Announcement of the Fentanyl Poisoning Prevention Act


Victims of Illicit Drugs (VOID), the parent organisation that speaks on behalf of loved ones who can no longer speak for themselves, is encouraging parents across California to sign a petition asking the legislature to raise sanctions to dissuade traffickers from poisoning children with fentanyl. The petition was launched at a news conference attended by Assemblywoman Cottie Petrie-Norris, the author of Assembly Bill 2246, and Orange County Sheriff Don Barnes, the sponsor of the legislation aimed at aligning punishments for fentanyl trafficking and cutting this deadly narcotic off at the source.

“Far too many children, exactly like my 16-year-old son Daniel, are being deceived to death by these nefarious actors who knowingly and willingly peddle this poison disguised as pharmaceutical grade trademarked pills to unsuspecting children, and they’re getting away with Murder,” said Jaime Puerta, President of VOID. AB2246 highlights the necessity for these murderers to be held accountable for their conduct.”




Assemblywoman Cottie Petrie-Norris, the bill’s sponsor, stated, “Every day, more than ten Californians die as a result of fentanyl.” However, keep in mind that these are not merely figures and statistics. These are real people’s lives that have been taken. I presented AB 2246 to tackle the fentanyl traffickers who are to blame for the disaster. We must ensure that those benefitting from fentanyl understand the repercussions of poisoning our children and that the punishment will be proportionate to the crime.”

“AB 2246 is the proper way to assist California combat the fentanyl issue,” stated Orange County Sheriff Don Barnes. Those who benefit from our children by illegally distributing this lethal substance must be held accountable and face consequences commensurate with their actions. This legislation will demonstrate that Californians are dedicated to keeping fentanyl out of our neighbourhoods.”

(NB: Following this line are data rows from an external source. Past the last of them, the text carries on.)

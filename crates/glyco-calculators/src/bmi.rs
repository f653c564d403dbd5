use std::fmt;

use serde::{Deserialize, Serialize};
use ts_rs::TS;

use crate::error::CalculatorError;

pub const WEIGHT_RANGE_KG: (f64, f64) = (1.0, 300.0);
pub const HEIGHT_RANGE_CM: (f64, f64) = (50.0, 250.0);

#[derive(Debug, Clone, Copy, PartialEq, Serialize, Deserialize, TS)]
#[ts(export)]
pub struct BmiInput {
    pub weight_kg: f64,
    pub height_cm: f64,
}

#[derive(Debug, Clone, Copy, PartialEq, Eq, Serialize, Deserialize, TS)]
#[serde(rename_all = "snake_case")]
#[ts(export)]
pub enum BmiCategory {
    Underweight,
    NormalWeight,
    Overweight,
    Obese,
}

impl BmiCategory {
    pub fn from_bmi(bmi: f64) -> Self {
        if bmi < 18.5 {
            BmiCategory::Underweight
        } else if bmi < 25.0 {
            BmiCategory::NormalWeight
        } else if bmi < 30.0 {
            BmiCategory::Overweight
        } else {
            BmiCategory::Obese
        }
    }

    pub fn label(self) -> &'static str {
        match self {
            BmiCategory::Underweight => "Underweight",
            BmiCategory::NormalWeight => "Normal Weight",
            BmiCategory::Overweight => "Overweight",
            BmiCategory::Obese => "Obese",
        }
    }
}

impl fmt::Display for BmiCategory {
    fn fmt(&self, f: &mut fmt::Formatter<'_>) -> fmt::Result {
        f.write_str(self.label())
    }
}

#[derive(Debug, Clone, Copy, PartialEq, Serialize, Deserialize, TS)]
#[ts(export)]
pub struct BmiResult {
    /// Unrounded; round to one decimal for display.
    pub bmi: f64,
    pub category: BmiCategory,
}

impl BmiResult {
    pub fn display_value(&self) -> String {
        format!("{:.1}", self.bmi)
    }
}

/// `weight / (height in metres)²`.
pub fn calculate(input: &BmiInput) -> Result<BmiResult, CalculatorError> {
    check("weight_kg", input.weight_kg, WEIGHT_RANGE_KG)?;
    check("height_cm", input.height_cm, HEIGHT_RANGE_CM)?;

    let height_m = input.height_cm / 100.0;
    let bmi = input.weight_kg / (height_m * height_m);
    Ok(BmiResult {
        bmi,
        category: BmiCategory::from_bmi(bmi),
    })
}

fn check(field: &'static str, value: f64, (min, max): (f64, f64)) -> Result<(), CalculatorError> {
    if value.is_finite() && value >= min && value <= max {
        Ok(())
    } else {
        Err(CalculatorError::OutOfRange {
            field,
            value,
            min,
            max,
        })
    }
}
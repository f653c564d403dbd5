use std::sync::Arc;

use glyco_core::label::RiskLabel;
use glyco_core::measurement::MeasurementSet;

use crate::artifacts::Artifacts;
use crate::classifier::Classifier;
use crate::error::ModelError;
use crate::scaler::{NormalizedVector, Scaler};

/// Result of one evaluation.
#[derive(Debug, Clone, Copy, PartialEq)]
pub struct Evaluation {
    pub label: RiskLabel,
    /// Positive-class probability, if the classifier exposes one.
    pub probability: Option<f64>,
    pub normalized: NormalizedVector,
}

/// Scales a measurement set and classifies it.
///
/// Holds no mutable state; clone freely and share across threads.
#[derive(Clone)]
pub struct RiskEvaluator {
    scaler: Scaler,
    classifier: Arc<dyn Classifier>,
}

impl RiskEvaluator {
    pub fn new(scaler: Scaler, classifier: Arc<dyn Classifier>) -> Self {
        Self { scaler, classifier }
    }

    pub fn from_artifacts(artifacts: Artifacts) -> Self {
        Self::new(artifacts.scaler, artifacts.classifier)
    }

    pub fn classifier_name(&self) -> &str {
        self.classifier.name()
    }

    /// No range validation happens here; clamp before calling.
    pub fn evaluate(&self, measurements: &MeasurementSet) -> Evaluation {
        let normalized = self.scaler.transform(measurements);
        let label = self.classifier.predict(&normalized);
        let probability = self.classifier.positive_probability(&normalized);

        tracing::debug!(
            classifier = self.classifier.name(),
            label = ?label,
            probability = ?probability,
            "evaluated measurement set"
        );

        Evaluation {
            label,
            probability,
            normalized,
        }
    }

    /// Evaluate an untyped vector in model column order.
    ///
    /// Wrong arity or non-finite values fail before the scaler runs.
    pub fn evaluate_raw(&self, values: &[f64]) -> Result<Evaluation, ModelError> {
        let measurements = MeasurementSet::from_slice(values)?;
        Ok(self.evaluate(&measurements))
    }
}
use std::sync::Arc;

use crate::screening::Screening;

/// Shared application state, injected into all route handlers via Axum state.
/// Everything inside is read-only after startup.
#[derive(Clone)]
pub struct AppState {
    pub screening: Arc<Screening>,
}

impl AppState {
    pub fn new(screening: Screening) -> Self {
        Self {
            screening: Arc::new(screening),
        }
    }
}
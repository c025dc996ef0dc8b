use anyhow::Context;
use clap::Parser;
use rolo_core::{config::Config, Dataset};
use rolo_http::AppState;
use std::net::SocketAddr;
use std::path::{Path, PathBuf};

#[derive(Parser)]
#[command(name = "rolo", about = "rolo — contact directory search service")]
struct Cli {
    /// Address to bind, e.g. 127.0.0.1:8080. Overrides `[server] bind`.
    #[arg(long)]
    bind: Option<SocketAddr>,

    /// Contacts JSON file. Overrides `[dataset] path`; when neither is set,
    /// the embedded sample dataset is served.
    #[arg(long)]
    contacts: Option<PathBuf>,

    /// Explicit config file instead of ~/.config/rolo/config.toml.
    #[arg(long)]
    config: Option<PathBuf>,
}

#[tokio::main]
async fn main() -> anyhow::Result<()> {
    tracing_subscriber::fmt()
        .with_env_filter(
            tracing_subscriber::EnvFilter::try_from_env("RUST_LOG")
                .unwrap_or_else(|_| tracing_subscriber::EnvFilter::new("info")),
        )
        .init();

    let cli = Cli::parse();

    let config = match &cli.config {
        Some(path) => Config::load_from(path)
            .with_context(|| format!("loading config from {}", path.display()))?,
        None => Config::load()?,
    };

    let dataset = match &cli.contacts {
        Some(path) => Dataset::load(path)?,
        None if !config.dataset.path.is_empty() => Dataset::load(Path::new(&config.dataset.path))?,
        None => Dataset::embedded(),
    };
    tracing::info!(
        contacts = dataset.len(),
        source = dataset.source(),
        "contact dataset loaded"
    );

    let addr = match cli.bind {
        Some(addr) => addr,
        None => config
            .server
            .bind
            .parse()
            .with_context(|| format!("invalid [server] bind address {:?}", config.server.bind))?,
    };

    rolo_http::serve(addr, AppState::new(dataset)).await
}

“Fentanyl is cutting short the lives of our children and hurting the communities that are left to pick up the pieces,” said Orange County Superintendent of Schools Dr. Al Mijares. As the Orange County Department of Education works with local school districts to increase mental health supports and services for students throughout the county, it is time to punish those responsible for placing this lethal narcotic in the hands of our children accountable.”

Two troubling phenomena have significantly increased the hazards of fentanyl: the deceitful use of fentanyl in counterfeit tablets and the use of social media to trade illicit narcotics to young people.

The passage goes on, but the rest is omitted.